I found the plaintiff’s evidence on this issue credible. It is based on her current symptoms and as damages have been agreed upon, she would have no motivation to exaggerate or mislead the court. It is also reasonable to believe that the plaintiff is aware of her continuing bladder and bowel symptoms. I therefore accept the plaintiff’s evidence that she has experienced serious bowel and bladder issues as a result of the cauda equina syndrome. I find the plaintiff’s continuing symptoms associated with voiding and urine retention are not inconsistent with cauda equina syndrome being present on December 18th.

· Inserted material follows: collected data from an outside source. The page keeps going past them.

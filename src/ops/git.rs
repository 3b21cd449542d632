#![allow(async_fn_in_trait)]

use anyhow::Result;
#[cfg(test)]
use mockall::automock;

use super::runner::CommandRunner;
use super::runner::ProcessRunner;

// -----------------------------------------------------------------------------
// GitOps trait

/// Operations for interacting with Git
#[cfg_attr(test, automock)]
pub trait GitOps {
    /// Read `user.name` from git config.
    async fn user_name(&self) -> Result<String>;

    /// Check whether a local branch with this name exists.
    async fn branch_exists(&self, branch: &str) -> Result<bool>;

    /// Create a branch at the current commit and switch to it.
    async fn create_branch(&self, branch: &str) -> Result<()>;

    /// Push a branch to `remote` and set it as upstream.
    async fn publish_branch(&self, branch: &str, remote: &str) -> Result<()>;

    /// Name of the checked-out branch, or the commit id on a detached HEAD.
    async fn current_branch(&self) -> Result<String>;

    async fn checkout(&self, branch: &str) -> Result<()>;

    /// Whether `git status --porcelain` reports anything.
    async fn has_changes(&self) -> Result<bool>;

    async fn stage_all(&self) -> Result<()>;
    async fn commit(&self, message: &str) -> Result<()>;

    /// Push every local branch to its remote counterpart.
    async fn push_all(&self) -> Result<()>;

    /// Raw `git branch --all` output.
    async fn list_branches(&self) -> Result<String>;

    async fn pull(&self) -> Result<()>;
    async fn fetch(&self) -> Result<()>;
}

// -----------------------------------------------------------------------------
// RealGit

/// Real implementation that drives the git CLI through a [`CommandRunner`]
pub struct RealGit<R = ProcessRunner> {
    runner: R,
}

impl<R: CommandRunner> RealGit<R> {
    pub fn new(runner: R) -> Self {
        Self { runner }
    }

    async fn git(&self, args: &[&str]) -> Result<String> {
        let command = format!("git {}", args.join(" "));
        self.runner.execute("git", args).await.check(&command)
    }
}

impl<R: CommandRunner> GitOps for RealGit<R> {
    async fn user_name(&self) -> Result<String> {
        Ok(self
            .git(&["config", "--get", "user.name"])
            .await?
            .trim()
            .to_string())
    }

    async fn branch_exists(&self, branch: &str) -> Result<bool> {
        let refname = format!("refs/heads/{}", branch);
        let outcome = self
            .runner
            .execute("git", &["rev-parse", "--verify", "--quiet", &refname])
            .await;
        // Exit code 1 means the ref does not resolve; anything else is a real failure
        match outcome.status {
            Some(0) => Ok(true),
            Some(1) => Ok(false),
            _ => outcome
                .check(&format!("git rev-parse --verify --quiet {}", refname))
                .map(|_| false),
        }
    }

    async fn create_branch(&self, branch: &str) -> Result<()> {
        self.git(&["checkout", "-b", branch]).await?;
        Ok(())
    }

    async fn publish_branch(&self, branch: &str, remote: &str) -> Result<()> {
        self.git(&["push", "-u", remote, branch]).await?;
        Ok(())
    }

    async fn current_branch(&self) -> Result<String> {
        let name = self.git(&["rev-parse", "--abbrev-ref", "HEAD"]).await?;
        let name = name.trim();
        if name != "HEAD" {
            return Ok(name.to_string());
        }

        // Detached HEAD: remember the commit itself
        Ok(self.git(&["rev-parse", "HEAD"]).await?.trim().to_string())
    }

    async fn checkout(&self, branch: &str) -> Result<()> {
        self.git(&["checkout", branch]).await?;
        Ok(())
    }

    async fn has_changes(&self) -> Result<bool> {
        let status = self.git(&["status", "--porcelain"]).await?;
        Ok(!status.trim().is_empty())
    }

    async fn stage_all(&self) -> Result<()> {
        self.git(&["add", "-A"]).await?;
        Ok(())
    }

    async fn commit(&self, message: &str) -> Result<()> {
        self.git(&["commit", "-m", message]).await?;
        Ok(())
    }

    async fn push_all(&self) -> Result<()> {
        self.git(&["push", "--all"]).await?;
        Ok(())
    }

    async fn list_branches(&self) -> Result<String> {
        self.git(&["branch", "--all"]).await
    }

    async fn pull(&self) -> Result<()> {
        self.git(&["pull"]).await?;
        Ok(())
    }

    async fn fetch(&self) -> Result<()> {
        self.git(&["fetch"]).await?;
        Ok(())
    }
}
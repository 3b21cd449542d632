//! In-memory repository used by the workflow tests.
//!
//! [`FakeRepo`] implements [`GitOps`] over a small model of a working copy:
//! local and published branches, the checked-out branch, a dirty flag, and
//! scripted failures. Every operation is appended to a call log.

use std::collections::HashSet;
use std::sync::Mutex;
use std::sync::MutexGuard;

use anyhow::Result;
use anyhow::bail;

use crate::ops::git::GitOps;

#[derive(Debug, Clone, Default)]
pub struct RepoState {
    pub identity: Option<String>,
    pub local: Vec<String>,
    pub remote: Vec<String>,
    /// Overrides the derived `git branch --all` output when set.
    pub listing: Option<String>,
    pub current: String,
    pub dirty: bool,
    /// (branch, message) for each commit made.
    pub commits: Vec<(String, String)>,
    pub push_all_count: usize,
    pub checkouts: Vec<String>,
    pub updated: Vec<String>,
    pub failing_checkouts: HashSet<String>,
    pub failing_updates: HashSet<String>,
    /// Operation names that fail: create, publish, status, stage, commit, push_all, list.
    pub failing_ops: HashSet<&'static str>,
    pub calls: Vec<String>,
}

/// Writer that fails like stdout after its reader has gone away.
pub struct ClosedPipe;

impl std::io::Write for ClosedPipe {
    fn write(&mut self, _buf: &[u8]) -> std::io::Result<usize> {
        Err(std::io::ErrorKind::BrokenPipe.into())
    }

    fn flush(&mut self) -> std::io::Result<()> {
        Err(std::io::ErrorKind::BrokenPipe.into())
    }
}

pub struct FakeRepo {
    state: Mutex<RepoState>,
}

impl FakeRepo {
    /// A repository with a single local and published branch, checked out.
    pub fn new(current: &str) -> Self {
        Self {
            state: Mutex::new(RepoState {
                identity: Some("alice".to_string()),
                local: vec![current.to_string()],
                remote: vec![current.to_string()],
                current: current.to_string(),
                ..Default::default()
            }),
        }
    }

    pub fn with_identity(self, identity: Option<&str>) -> Self {
        self.lock().identity = identity.map(str::to_string);
        self
    }

    /// Add local branches that are also published.
    pub fn with_branches(self, branches: &[&str]) -> Self {
        {
            let mut state = self.lock();
            for branch in branches {
                state.local.push(branch.to_string());
                state.remote.push(branch.to_string());
            }
        }
        self
    }

    pub fn with_listing(self, listing: &str) -> Self {
        self.lock().listing = Some(listing.to_string());
        self
    }

    pub fn dirty(self) -> Self {
        self.lock().dirty = true;
        self
    }

    pub fn failing_checkout(self, branch: &str) -> Self {
        self.lock().failing_checkouts.insert(branch.to_string());
        self
    }

    pub fn failing_update(self, branch: &str) -> Self {
        self.lock().failing_updates.insert(branch.to_string());
        self
    }

    pub fn failing(self, op: &'static str) -> Self {
        self.lock().failing_ops.insert(op);
        self
    }

    pub fn state(&self) -> RepoState {
        self.lock().clone()
    }

    fn lock(&self) -> MutexGuard<'_, RepoState> {
        self.state.lock().unwrap()
    }

    fn record(&self, op: &'static str, call: String) -> Result<MutexGuard<'_, RepoState>> {
        let mut state = self.lock();
        state.calls.push(call);
        if state.failing_ops.contains(op) {
            bail!("{} failed", op);
        }
        Ok(state)
    }
}

impl GitOps for FakeRepo {
    async fn user_name(&self) -> Result<String> {
        let state = self.record("identity", "config user.name".to_string())?;
        match &state.identity {
            Some(identity) => Ok(identity.clone()),
            None => bail!("git config --get user.name failed with exit status 1"),
        }
    }

    async fn branch_exists(&self, branch: &str) -> Result<bool> {
        let state = self.record("verify", format!("verify {branch}"))?;
        Ok(state.local.iter().any(|b| b == branch))
    }

    async fn create_branch(&self, branch: &str) -> Result<()> {
        let mut state = self.record("create", format!("checkout -b {branch}"))?;
        if state.local.iter().any(|b| b == branch) {
            bail!("a branch named '{}' already exists", branch);
        }
        state.local.push(branch.to_string());
        state.current = branch.to_string();
        Ok(())
    }

    async fn publish_branch(&self, branch: &str, remote: &str) -> Result<()> {
        let mut state = self.record("publish", format!("push -u {remote} {branch}"))?;
        state.remote.push(branch.to_string());
        Ok(())
    }

    async fn current_branch(&self) -> Result<String> {
        let state = self.record("current", "current branch".to_string())?;
        Ok(state.current.clone())
    }

    async fn checkout(&self, branch: &str) -> Result<()> {
        let mut state = self.record("checkout", format!("checkout {branch}"))?;
        let tracked = branch
            .strip_prefix("remotes/origin/")
            .is_some_and(|name| state.remote.iter().any(|b| b == name));
        let local = state.local.iter().any(|b| b == branch);
        if state.failing_checkouts.contains(branch) || !(local || tracked) {
            bail!("pathspec '{branch}' did not match any file(s) known to git");
        }
        state.current = branch.to_string();
        state.checkouts.push(branch.to_string());
        Ok(())
    }

    async fn has_changes(&self) -> Result<bool> {
        let state = self.record("status", "status --porcelain".to_string())?;
        Ok(state.dirty)
    }

    async fn stage_all(&self) -> Result<()> {
        self.record("stage", "add -A".to_string())?;
        Ok(())
    }

    async fn commit(&self, message: &str) -> Result<()> {
        let mut state = self.record("commit", format!("commit -m {message}"))?;
        if !state.dirty {
            bail!("nothing to commit, working tree clean");
        }
        let branch = state.current.clone();
        state.commits.push((branch, message.to_string()));
        state.dirty = false;
        Ok(())
    }

    async fn push_all(&self) -> Result<()> {
        let mut state = self.record("push_all", "push --all".to_string())?;
        state.push_all_count += 1;
        for branch in state.local.clone() {
            if !state.remote.contains(&branch) {
                state.remote.push(branch);
            }
        }
        Ok(())
    }

    async fn list_branches(&self) -> Result<String> {
        let state = self.record("list", "branch --all".to_string())?;
        if let Some(listing) = &state.listing {
            return Ok(listing.clone());
        }
        let mut listing = String::new();
        for branch in &state.local {
            let marker = if *branch == state.current { "* " } else { "  " };
            listing.push_str(&format!("{marker}{branch}\n"));
        }
        for branch in &state.remote {
            listing.push_str(&format!("  remotes/origin/{branch}\n"));
        }
        Ok(listing)
    }

    async fn pull(&self) -> Result<()> {
        let mut state = self.record("pull", "pull".to_string())?;
        let current = state.current.clone();
        if state.failing_updates.contains(&current) {
            bail!("could not pull {}", current);
        }
        state.updated.push(current);
        Ok(())
    }

    async fn fetch(&self) -> Result<()> {
        let mut state = self.record("fetch", "fetch".to_string())?;
        let current = state.current.clone();
        if state.failing_updates.contains(&current) {
            bail!("could not fetch {}", current);
        }
        state.updated.push(current);
        Ok(())
    }
}
use tracing::info;
use tracing::instrument;

use crate::App;
use crate::branch::BranchName;
use crate::ops::git::GitOps;

use super::commit::CommitOutcome;
use super::ensure::EnsureOutcome;
use super::sweep::SweepSummary;

/// Everything a completed run did.
#[derive(Debug, Clone, PartialEq, Eq)]
pub struct SyncReport {
    pub branch: BranchName,
    pub ensure: EnsureOutcome,
    pub commit: CommitOutcome,
    pub sweep: SweepSummary,
}

impl<G: GitOps> App<G> {
    /// Run the whole synchronization.
    ///
    /// 1. Derive the operator's branch from `user.name`.
    /// 2. Make it the checked-out branch, creating and publishing it if needed.
    /// 3. Commit pending changes there and push all branches.
    /// 4. Pull every branch, then check out whatever was checked out when
    ///    the run started.
    ///
    /// Steps 1-3 abort the run on failure. In step 4 only the final
    /// restoration can abort it.
    #[instrument(skip_all)]
    pub async fn cmd_sync(
        &self,
        stdout: &mut impl std::io::Write,
    ) -> anyhow::Result<SyncReport> {
        let branch = self.branch_name().await?;
        info!(%branch, "syncing");

        let original = self.current_branch().await?;

        let ensure = self.ensure_branch(&branch, stdout).await?;
        let commit = self.commit_changes(stdout).await?;
        let sweep = self.sweep_branches_restoring(&original, stdout).await?;

        Ok(SyncReport {
            branch,
            ensure,
            commit,
            sweep,
        })
    }
}
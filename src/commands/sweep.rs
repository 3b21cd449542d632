use colored::Colorize;
use tracing::debug;
use tracing::info;
use tracing::instrument;
use tracing::warn;

use crate::App;
use crate::app::progress;
use crate::branch::parse_branch_list;
use crate::config::SweepMode;
use crate::error::SyncError;
use crate::ops::git::GitOps;

/// Result of a sweep. Per-branch failures are only reported here and in the log.
#[derive(Debug, Clone, Default, PartialEq, Eq)]
pub struct SweepSummary {
    /// Branches that were checked out and updated, in visiting order.
    pub updated: Vec<String>,
    /// Branches whose checkout or update failed.
    pub skipped: Vec<String>,
    /// Checkout active once the sweep finished.
    pub restored: String,
}

impl<G: GitOps> App<G> {
    /// Update every known branch, then return to the branch that was checked
    /// out when the sweep started.
    pub async fn sweep_branches(
        &self,
        stdout: &mut impl std::io::Write,
    ) -> anyhow::Result<SweepSummary> {
        let original = self.current_branch().await?;
        self.sweep_branches_restoring(&original, stdout).await
    }

    /// Visit each branch from `git branch --all` in order, check it out and
    /// pull (or fetch) it. A branch that fails either step is logged and
    /// skipped. Afterwards `restore_to` is checked out again no matter how the
    /// visits went; failing to do so is fatal.
    #[instrument(skip_all, fields(restore_to = %restore_to, mode = %self.config.sweep_mode))]
    pub async fn sweep_branches_restoring(
        &self,
        restore_to: &str,
        stdout: &mut impl std::io::Write,
    ) -> anyhow::Result<SweepSummary> {
        let visited = self.visit_branches(stdout).await;

        self.git.checkout(restore_to).await.map_err(|source| SyncError::RestoreCheckoutFailed {
            branch: restore_to.to_string(),
            source,
        })?;
        info!("restored original checkout");
        progress(stdout, format_args!("Restored checkout {}", restore_to));

        let (updated, skipped) = visited?;
        Ok(SweepSummary {
            updated,
            skipped,
            restored: restore_to.to_string(),
        })
    }

    async fn visit_branches(
        &self,
        stdout: &mut impl std::io::Write,
    ) -> anyhow::Result<(Vec<String>, Vec<String>)> {
        let listing = self
            .git
            .list_branches()
            .await
            .map_err(SyncError::BranchListUnavailable)?;

        let mut updated = vec![];
        let mut skipped = vec![];

        for branch in parse_branch_list(&listing) {
            debug!(branch = %branch.name, kind = ?branch.kind, "visiting branch");

            if let Err(e) = self.git.checkout(&branch.name).await {
                warn!(
                    branch = %branch.name,
                    error = %format!("{e:#}"),
                    "checkout failed, skipping branch"
                );
                progress(
                    stdout,
                    format_args!("{} {} (checkout failed)", "✗".red(), branch.name),
                );
                skipped.push(branch.name);
                continue;
            }

            let result = match self.config.sweep_mode {
                SweepMode::Pull => self.git.pull().await,
                SweepMode::Fetch => self.git.fetch().await,
            };
            match result {
                Ok(()) => {
                    progress(stdout, format_args!("{} {}", "↻".green(), branch.name));
                    updated.push(branch.name);
                }
                Err(e) => {
                    warn!(
                        branch = %branch.name,
                        error = %format!("{e:#}"),
                        "{} failed, moving on",
                        self.config.sweep_mode
                    );
                    progress(
                        stdout,
                        format_args!(
                            "{} {} ({} failed)",
                            "✗".red(),
                            branch.name,
                            self.config.sweep_mode
                        ),
                    );
                    skipped.push(branch.name);
                }
            }
        }

        Ok((updated, skipped))
    }
}
//! Fatal errors that abort a sync run.
//!
//! Recoverable failures during the sweep never become a [`SyncError`]; they
//! are logged against the branch they concern and the sweep moves on.

use thiserror::Error;

/// Every way a run can fail for good. The display text names the stage.
#[derive(Debug, Error)]
pub enum SyncError {
    #[error("could not read the operator identity from git config")]
    IdentityUnavailable(#[source] anyhow::Error),

    #[error("could not determine the current checkout")]
    CurrentBranchUnavailable(#[source] anyhow::Error),

    #[error("could not look up branch {branch}")]
    BranchLookupFailed {
        branch: String,
        #[source]
        source: anyhow::Error,
    },

    #[error("failed to create branch {branch}")]
    BranchCreationFailed {
        branch: String,
        #[source]
        source: anyhow::Error,
    },

    #[error("failed to publish branch {branch} to {remote}")]
    BranchPublishFailed {
        branch: String,
        remote: String,
        #[source]
        source: anyhow::Error,
    },

    #[error("failed to check out branch {branch}")]
    CheckoutFailed {
        branch: String,
        #[source]
        source: anyhow::Error,
    },

    #[error("could not read working copy status")]
    StatusUnavailable(#[source] anyhow::Error),

    #[error("failed to stage pending changes")]
    StageFailed(#[source] anyhow::Error),

    #[error("failed to commit pending changes on {branch}")]
    CommitFailed {
        branch: String,
        #[source]
        source: anyhow::Error,
    },

    #[error("failed to push branches to the remote")]
    PushFailed(#[source] anyhow::Error),

    #[error("could not enumerate branches")]
    BranchListUnavailable(#[source] anyhow::Error),

    #[error("failed to restore the original checkout {branch}")]
    RestoreCheckoutFailed {
        branch: String,
        #[source]
        source: anyhow::Error,
    },
}

pub type Result<T, E = SyncError> = std::result::Result<T, E>;
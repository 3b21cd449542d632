use std::path::Path;
use std::process::Stdio;

use tokio::process::Command;

/// Runs git in `dir`, failing unless it exits successfully.
pub async fn git(dir: &Path, args: &[&str]) -> anyhow::Result<()> {
    let status = Command::new("git")
        .args(args)
        .current_dir(dir)
        .stdout(Stdio::null())
        .stderr(Stdio::null())
        .status()
        .await?;
    anyhow::ensure!(status.success(), "git {} failed", args.join(" "));

    Ok(())
}

/// Runs git in `dir` and returns its trimmed stdout.
pub async fn git_output(dir: &Path, args: &[&str]) -> anyhow::Result<String> {
    let output = Command::new("git")
        .args(args)
        .current_dir(dir)
        .stderr(Stdio::null())
        .output()
        .await?;
    anyhow::ensure!(output.status.success(), "git {} failed", args.join(" "));

    Ok(String::from_utf8(output.stdout)?.trim().to_string())
}

/// Creates a bare repository to act as the remote.
pub async fn create_bare_remote(dir: &Path) -> anyhow::Result<()> {
    tokio::fs::create_dir_all(dir).await?;
    git(dir, &["init", "--bare"]).await
}

/// Clones `remote` into `dir` and sets the identity used for commits.
///
/// The parent of `dir` should already exist.
pub async fn clone_repo(remote: &Path, dir: &Path, user_name: &str) -> anyhow::Result<()> {
    let parent = dir.parent().expect("clone target has a parent");
    let remote = remote.to_str().expect("utf-8 path");
    let target = dir.to_str().expect("utf-8 path");
    git(parent, &["clone", remote, target]).await?;

    git(dir, &["config", "user.name", user_name]).await?;
    git(dir, &["config", "user.email", "test@example.com"]).await?;
    git(dir, &["config", "commit.gpgsign", "false"]).await?;
    // Keep refs/remotes/origin/HEAD out of branch listings
    git(dir, &["config", "remote.origin.followRemoteHEAD", "never"]).await?;

    Ok(())
}

/// Writes a file and commits it on the current branch.
pub async fn commit_file(
    dir: &Path,
    message: &str,
    filename: &str,
    contents: &str,
) -> anyhow::Result<()> {
    tokio::fs::write(dir.join(filename), contents).await?;
    git(dir, &["add", filename]).await?;
    git(dir, &["commit", "-m", message]).await
}

pub async fn current_branch(dir: &Path) -> anyhow::Result<String> {
    git_output(dir, &["rev-parse", "--abbrev-ref", "HEAD"]).await
}

pub enum TestDir {
    Temp(tempfile::TempDir),
    Kept(std::path::PathBuf),
}

impl TestDir {
    pub fn new() -> std::io::Result<Self> {
        let temp_dir = tempfile::tempdir()?;

        if std::env::var("DEBUG_TESTS").is_ok() {
            let path = temp_dir.keep();
            eprintln!("Test directory kept at: {}", path.display());
            Ok(TestDir::Kept(path))
        } else {
            Ok(TestDir::Temp(temp_dir))
        }
    }

    pub fn path(&self) -> &std::path::Path {
        match self {
            TestDir::Temp(t) => t.path(),
            TestDir::Kept(p) => p.as_path(),
        }
    }
}
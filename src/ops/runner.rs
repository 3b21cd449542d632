#![allow(async_fn_in_trait)]

use std::path;
use std::process::Stdio;

use tokio::process::Command;
use tracing::debug;
use tracing::warn;

/// Exit status git uses for "not a git repository" and other failed preconditions.
pub const PRECONDITION_FAILED_STATUS: i32 = 128;

// -----------------------------------------------------------------------------
// Types

/// Executes an external command and reports how it went.
///
/// Implementations never fail: spawn errors and non-zero exits are both
/// reported through [`CommandOutcome`]. Deciding what is fatal is up to the caller.
pub trait CommandRunner {
    async fn execute(&self, program: &str, args: &[&str]) -> CommandOutcome;
}

/// Combined output and completion status of one command.
#[derive(Debug, Clone, PartialEq, Eq)]
pub struct CommandOutcome {
    /// Standard output followed by standard error.
    pub output: String,
    /// Exit status, or `None` when the process could not be started or was killed by a signal.
    pub status: Option<i32>,
}

impl CommandOutcome {
    pub fn success(output: impl Into<String>) -> Self {
        Self {
            output: output.into(),
            status: Some(0),
        }
    }

    pub fn failure(status: i32, output: impl Into<String>) -> Self {
        Self {
            output: output.into(),
            status: Some(status),
        }
    }

    pub fn succeeded(&self) -> bool {
        self.status == Some(0)
    }

    /// Turn a failed outcome into an error describing `command`.
    pub fn check(self, command: &str) -> anyhow::Result<String> {
        match self.status {
            Some(0) => Ok(self.output),
            Some(PRECONDITION_FAILED_STATUS) => anyhow::bail!(
                "{} failed with exit status 128 (not a git repository or precondition failed): {}",
                command,
                self.output.trim()
            ),
            Some(code) => anyhow::bail!(
                "{} failed with exit status {}: {}",
                command,
                code,
                self.output.trim()
            ),
            None => anyhow::bail!("{} did not complete: {}", command, self.output.trim()),
        }
    }
}

// -----------------------------------------------------------------------------
// ProcessRunner

/// Runs commands as child processes inside a working directory.
pub struct ProcessRunner {
    path: path::PathBuf,
}

impl ProcessRunner {
    pub fn new(path: path::PathBuf) -> Self {
        Self { path }
    }
}

impl CommandRunner for ProcessRunner {
    async fn execute(&self, program: &str, args: &[&str]) -> CommandOutcome {
        let command_line = format!("{} {}", program, args.join(" "));
        debug!(command = %command_line, "running");

        let result = Command::new(program)
            .current_dir(&self.path)
            .args(args)
            .stdin(Stdio::null())
            .output()
            .await;

        let output = match result {
            Ok(output) => output,
            Err(e) => {
                warn!(command = %command_line, error = %e, "failed to start command");
                return CommandOutcome {
                    output: format!("failed to execute {}: {}", program, e),
                    status: None,
                };
            }
        };

        let mut text = String::from_utf8_lossy(&output.stdout).into_owned();
        text.push_str(&String::from_utf8_lossy(&output.stderr));
        let outcome = CommandOutcome {
            output: text,
            status: output.status.code(),
        };

        match outcome.status {
            Some(0) => {}
            Some(PRECONDITION_FAILED_STATUS) => warn!(
                command = %command_line,
                "exit status 128: not a git repository or precondition failed"
            ),
            Some(code) => debug!(command = %command_line, code, "command failed"),
            None => debug!(command = %command_line, "command terminated by signal"),
        }

        outcome
    }
}

// -----------------------------------------------------------------------------
// ScriptedRunner

/// Test runner that records every invocation and replies from a script.
#[cfg(test)]
pub(crate) struct ScriptedRunner {
    calls: std::sync::Mutex<Vec<String>>,
    replies: std::sync::Mutex<std::collections::VecDeque<CommandOutcome>>,
}

#[cfg(test)]
impl ScriptedRunner {
    pub(crate) fn new(replies: impl IntoIterator<Item = CommandOutcome>) -> Self {
        Self {
            calls: Default::default(),
            replies: std::sync::Mutex::new(replies.into_iter().collect()),
        }
    }

    /// Command lines seen so far, as `program arg1 arg2 ...`.
    pub(crate) fn calls(&self) -> Vec<String> {
        self.calls.lock().unwrap().clone()
    }
}

#[cfg(test)]
impl CommandRunner for ScriptedRunner {
    async fn execute(&self, program: &str, args: &[&str]) -> CommandOutcome {
        let mut line = program.to_string();
        for arg in args {
            line.push(' ');
            line.push_str(arg);
        }
        self.calls.lock().unwrap().push(line);
        self.replies
            .lock()
            .unwrap()
            .pop_front()
            .unwrap_or_else(|| CommandOutcome::success(""))
    }
}
use std::fmt::Display;

use crate::error::SyncError;

/// Appended to the operator identity to form their branch name.
pub const BRANCH_SUFFIX: &str = "_branch";

/// Marker `git branch` puts in front of the checked-out branch.
const CURRENT_MARKER: &str = "* ";

const REMOTE_PREFIX: &str = "remotes/";

// -----------------------------------------------------------------------------
// BranchName

/// The per-operator branch, derived from the configured identity.
#[derive(Debug, Clone, PartialEq, Eq, Hash)]
pub struct BranchName(String);

impl BranchName {
    /// Derive the branch name for an identity: the trimmed identity followed
    /// by [`BRANCH_SUFFIX`]. A blank identity is treated as unavailable.
    pub fn from_identity(identity: &str) -> Result<Self, SyncError> {
        let identity = identity.trim();
        if identity.is_empty() {
            return Err(SyncError::IdentityUnavailable(anyhow::anyhow!(
                "user.name is empty"
            )));
        }
        Ok(Self(format!("{identity}{BRANCH_SUFFIX}")))
    }

    pub fn as_str(&self) -> &str {
        &self.0
    }
}

impl Display for BranchName {
    fn fmt(&self, f: &mut std::fmt::Formatter<'_>) -> std::fmt::Result {
        f.write_str(&self.0)
    }
}

// -----------------------------------------------------------------------------
// Branch listing

#[derive(Debug, Clone, Copy, PartialEq, Eq)]
pub enum BranchKind {
    Local,
    RemoteTracking,
}

/// One entry of the branch enumeration, normalized so it can be checked out.
#[derive(Debug, Clone, PartialEq, Eq)]
pub struct Branch {
    pub name: String,
    pub kind: BranchKind,
}

impl Branch {
    fn from_listing_line(line: &str) -> Option<Self> {
        let trimmed = line.trim();
        let name = trimmed
            .strip_prefix(CURRENT_MARKER)
            .unwrap_or(trimmed)
            .trim();
        if name.is_empty() {
            return None;
        }
        let kind = if name.starts_with(REMOTE_PREFIX) {
            BranchKind::RemoteTracking
        } else {
            BranchKind::Local
        };
        Some(Self {
            name: name.to_string(),
            kind,
        })
    }
}

/// Lazily parse `git branch --all` output into branches, in listing order.
///
/// Blank lines are dropped; duplicates are kept.
pub fn parse_branch_list(listing: &str) -> impl Iterator<Item = Branch> + '_ {
    listing.lines().filter_map(Branch::from_listing_line)
}

// -----------------------------------------------------------------------------
// WorkingCopyState

/// Snapshot of the working copy taken before a stage mutates it.
#[derive(Debug, Clone, PartialEq, Eq)]
pub struct WorkingCopyState {
    /// Branch (or detached commit) that is checked out.
    pub current_branch: String,
    pub is_dirty: bool,
}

[62] On balance, taking into account the evidence of Dr. McBroom and Dr. Yee, on the issue of causation, I accept Dr. McBroom’s evidence that the plaintiff likely suffered from cauda equina syndrome on December 18, 2012 over Dr. Yee’s opinion that she did not have this condition.
Conclusion
[63] For the above reasons, I find that the plaintiff has established on a balance of probabilities that both Dr. Mann and Dr. Kempenaar fell below the standard of care in their treatment of the plaintiff and that the plaintiff did, in fact, have cauda equina syndrome on December 18, 2012.
[64] The plaintiff’s claim will bear pre-judgment and post-judgment interest in accordance with the Rules of Civil Procedure and the Courts of Justice Act, RSO 1990, c C.43.
[65] If counsel are not able to agree on costs, then an appointment may be taken out with the trial coordinator’s office within 40 days of the release of these Reasons to set a date for an attendance before me to deal with the issue of costs. In the event that an attendance before me is necessary to deal with costs, then the parties at least two days prior to that hearing are to submit brief written submissions on the issue of costs.